Entries taken from a collection
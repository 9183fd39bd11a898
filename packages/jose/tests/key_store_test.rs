//! Issuing and reading tokens with keys resolved from stores

use cryypt_jose::{
    AesKey, ChainedSupplier, ContentAlgorithm, ContentCodec, FileKeyStore, FixedKey, HmacKey,
    JoseError, Jwt, KeyCodec, KeyKind, KeyMaterial, KeyStore, MemoryKeyStore, TokenBuilder,
    read_any,
};
use rsa::RsaPrivateKey;
use std::collections::HashMap;
use std::sync::Arc;
use tempfile::TempDir;

fn file_store() -> (TempDir, FileKeyStore) {
    let dir = TempDir::new().unwrap();
    let store = FileKeyStore::new(dir.path());
    (dir, store)
}

#[test]
fn test_signed_token_through_file_store() {
    let (_dir, store) = file_store();
    store
        .set("signer", KeyMaterial::Hmac(HmacKey::new(vec![5u8; 64])))
        .unwrap();

    let token = TokenBuilder::new()
        .issued_by("test")
        .build_from_store(&store, "signer", KeyKind::Hmac)
        .unwrap();
    assert_eq!(token.header().get("alg").and_then(|v| v.as_str()), Some("HS512"));
    let compact = token.to_compact().unwrap();

    let reopened = FileKeyStore::new(store.folder());
    let parsed = read_any(&compact, &reopened.supplier()).unwrap();
    assert_eq!(parsed.issuer(), Some("test"));
    assert_eq!(parsed.header().get("kid").and_then(|v| v.as_str()), Some("signer"));
}

#[test]
fn test_encrypted_token_through_file_store() {
    let (_dir, store) = file_store();
    store
        .set("wrap", KeyMaterial::Aes(AesKey::new(vec![7u8; 32])))
        .unwrap();

    let compact = TokenBuilder::new()
        .with_claim("scope", "read")
        .build_from_store(&store, "wrap", KeyKind::Aes)
        .unwrap()
        .to_compact()
        .unwrap();
    assert_eq!(compact.matches('.').count(), 4);

    let parsed = read_any(&compact, &store.supplier()).unwrap();
    assert!(parsed.is_encrypted());
    assert_eq!(parsed.claim_as_string("scope").as_deref(), Some("read"));
}

#[test]
fn test_rsa_pair_through_file_store() {
    let (dir, store) = file_store();
    let private = RsaPrivateKey::new(&mut rsa::rand_core::OsRng, 1024).unwrap();
    store
        .set("service", KeyMaterial::RsaPublic(private.to_public_key()))
        .unwrap();
    store
        .set("service", KeyMaterial::RsaPrivate(private))
        .unwrap();
    assert!(dir.path().join("service.pub").is_file());
    assert!(dir.path().join("service.rsa").is_file());

    let compact = TokenBuilder::new()
        .issued_by("test")
        .build_from_store(&store, "service", KeyKind::RsaPublic)
        .unwrap()
        .to_compact()
        .unwrap();

    let reopened = FileKeyStore::new(dir.path());
    let parsed = read_any(&compact, &reopened.supplier()).unwrap();
    assert_eq!(parsed.header().get("alg").and_then(|v| v.as_str()), Some("RSA-OAEP"));
    assert_eq!(parsed.issuer(), Some("test"));
}

#[test]
fn test_missing_store_key() {
    let (_dir, store) = file_store();
    let err = TokenBuilder::new()
        .build_from_store(&store, "absent", KeyKind::Hmac)
        .unwrap_err();
    assert!(matches!(err, JoseError::MissingKey(_)));
}

#[test]
fn test_unlisted_kind_is_not_stored() {
    let dir = TempDir::new().unwrap();
    let store = FileKeyStore::with_extensions(
        dir.path(),
        HashMap::from([(KeyKind::Hmac, "secret".to_string())]),
    );
    assert!(
        store
            .set("k", KeyMaterial::Aes(AesKey::new(vec![1u8; 16])))
            .is_err()
    );
    store
        .set("k", KeyMaterial::Hmac(HmacKey::new(vec![1u8; 32])))
        .unwrap();
    assert!(dir.path().join("k.secret").is_file());
}

#[test]
fn test_clear_removes_file_and_cache() {
    let (dir, store) = file_store();
    store
        .set("gone", KeyMaterial::Hmac(HmacKey::new(vec![3u8; 32])))
        .unwrap();
    assert!(store.get("gone", KeyKind::Hmac).is_some());

    store.clear("gone", KeyKind::Hmac).unwrap();
    assert!(store.get("gone", KeyKind::Hmac).is_none());
    assert!(!dir.path().join("gone.key").exists());
    store.clear("gone", KeyKind::Hmac).unwrap();
}

#[test]
fn test_chained_suppliers_fall_through() {
    let memory = Arc::new(MemoryKeyStore::new());
    memory
        .set("m", KeyMaterial::Hmac(HmacKey::new(vec![8u8; 32])))
        .unwrap();
    let fallback = HmacKey::new(vec![2u8; 32]);

    let compact = TokenBuilder::new()
        .issued_by("test")
        .build(KeyMaterial::Hmac(fallback.clone()), Some("other"))
        .unwrap()
        .to_compact()
        .unwrap();

    let chain = ChainedSupplier::new()
        .or(cryypt_jose::StoreSupplier::new(Arc::clone(&memory)))
        .or(FixedKey::new(KeyMaterial::Hmac(fallback)));
    let parsed = read_any(&compact, &chain).unwrap();
    assert_eq!(parsed.issuer(), Some("test"));
}

#[test]
fn test_direct_token_falls_past_file_store() {
    let dir = TempDir::new().unwrap();
    let store = Arc::new(FileKeyStore::new(dir.path()));
    let content = ContentCodec::generate(ContentAlgorithm::A128CbcHs256);
    let compact = TokenBuilder::new()
        .issued_by("test")
        .encrypted_with_kid(KeyCodec::direct(), content.clone(), "cek")
        .to_compact()
        .unwrap();

    let chain = ChainedSupplier::new()
        .or(cryypt_jose::StoreSupplier::new(Arc::clone(&store)))
        .or(FixedKey::from_content(&content));
    let parsed = read_any(&compact, &chain).unwrap();
    assert_eq!(parsed.issuer(), Some("test"));
    assert!(
        store
            .get("cek", KeyKind::Content(ContentAlgorithm::A128CbcHs256))
            .is_none()
    );
    assert_eq!(std::fs::read_dir(dir.path()).unwrap().count(), 0);
}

- _Task prompt_
Where a line above includes "join", copy that line.

- _Written answer_
    assert!(dir.path().join("service.pub").is_file());
    assert!(dir.path().join("service.rsa").is_file());
    assert!(dir.path().join("k.secret").is_file());
    assert!(!dir.path().join("gone.key").exists());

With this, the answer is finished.